*What the exercise asks:* Copy each line in the data below that contains the word "return".

*Entries shown:*
....

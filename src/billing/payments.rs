//! Payment recording and aggregation
//!
//! Recording and rejecting pending payments never touches settlement totals,
//! so they are plain CRUD here. Verification does, and is delegated to the
//! reconciliation engine.

use bigdecimal::BigDecimal;
use uuid::Uuid;

use crate::traits::*;
use crate::types::*;
use crate::utils::validation;

/// Payment manager for recording payments and terminal pending transitions
pub struct PaymentManager<S: BillingStorage> {
    storage: S,
}

impl<S: BillingStorage> PaymentManager<S> {
    /// Create a new payment manager
    pub fn new(storage: S) -> Self {
        Self { storage }
    }

    /// Record a payment against an active fee, pending verification
    pub async fn record_payment(
        &mut self,
        fee_id: &str,
        amount: BigDecimal,
    ) -> BillingResult<Payment> {
        validation::validate_positive_amount(&amount)?;

        let fee = self
            .storage
            .get_fee(fee_id)
            .await?
            .filter(|fee| fee.active)
            .ok_or_else(|| BillingError::FeeNotFound(fee_id.to_string()))?;

        let payment = Payment::new(Uuid::new_v4().to_string(), fee.id, amount);
        self.storage.save_payment(&payment).await?;

        Ok(payment)
    }

    /// Reject a pending payment.
    ///
    /// A verified payment cannot be rejected; reversing verified money is a
    /// refund, which this system does not model.
    pub async fn reject_payment(&mut self, payment_id: &str) -> BillingResult<Payment> {
        let mut payment = self
            .storage
            .get_payment(payment_id)
            .await?
            .ok_or_else(|| BillingError::PaymentNotFound(payment_id.to_string()))?;

        match payment.status {
            PaymentStatus::Rejected => return Ok(payment),
            PaymentStatus::Verified => {
                return Err(BillingError::Validation(format!(
                    "payment {} is verified and cannot be rejected",
                    payment.id
                )));
            }
            PaymentStatus::Pending => {}
        }

        payment.status = PaymentStatus::Rejected;
        payment.touch();
        self.storage.save_payment(&payment).await?;

        Ok(payment)
    }

    /// Get a payment by ID
    pub async fn get_payment(&self, payment_id: &str) -> BillingResult<Option<Payment>> {
        self.storage.get_payment(payment_id).await
    }

    /// List all payments recorded against a fee
    pub async fn list_fee_payments(&self, fee_id: &str) -> BillingResult<Vec<Payment>> {
        self.storage.list_fee_payments(fee_id).await
    }
}

/// Verified-payment totals computed outside a transaction.
///
/// Adapters use this for display and reporting. The reconciliation engine
/// never does: its correctness depends on taking these aggregates inside the
/// same transaction as the mutation, through [`BillingTransaction`].
pub struct PaymentAggregator<S: BillingStorage> {
    storage: S,
}

impl<S: BillingStorage> PaymentAggregator<S> {
    /// Create a new aggregator
    pub fn new(storage: S) -> Self {
        Self { storage }
    }

    /// Sum of VERIFIED payment amounts against a fee
    pub async fn verified_total_for_fee(&self, fee_id: &str) -> BillingResult<BigDecimal> {
        let payments = self.storage.list_fee_payments(fee_id).await?;
        Ok(payments
            .iter()
            .filter(|payment| payment.status == PaymentStatus::Verified)
            .map(|payment| &payment.amount)
            .sum())
    }

    /// Sum of VERIFIED payment amounts across all active fees of an invoice
    pub async fn verified_total_for_invoice(
        &self,
        invoice_id: &str,
    ) -> BillingResult<BigDecimal> {
        let fees = self.storage.list_invoice_fees(invoice_id).await?;
        let mut total = BigDecimal::from(0);
        for fee in fees.iter().filter(|fee| fee.active) {
            total += self.verified_total_for_fee(&fee.id).await?;
        }
        Ok(total)
    }
}
//! Utility modules

pub mod memory_storage;
pub mod validation;

pub use memory_storage::MemoryStorage;
pub use validation::*;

....

*Answer section:*
            PaymentStatus::Rejected => return Ok(payment),
                return Err(BillingError::Validation(format!(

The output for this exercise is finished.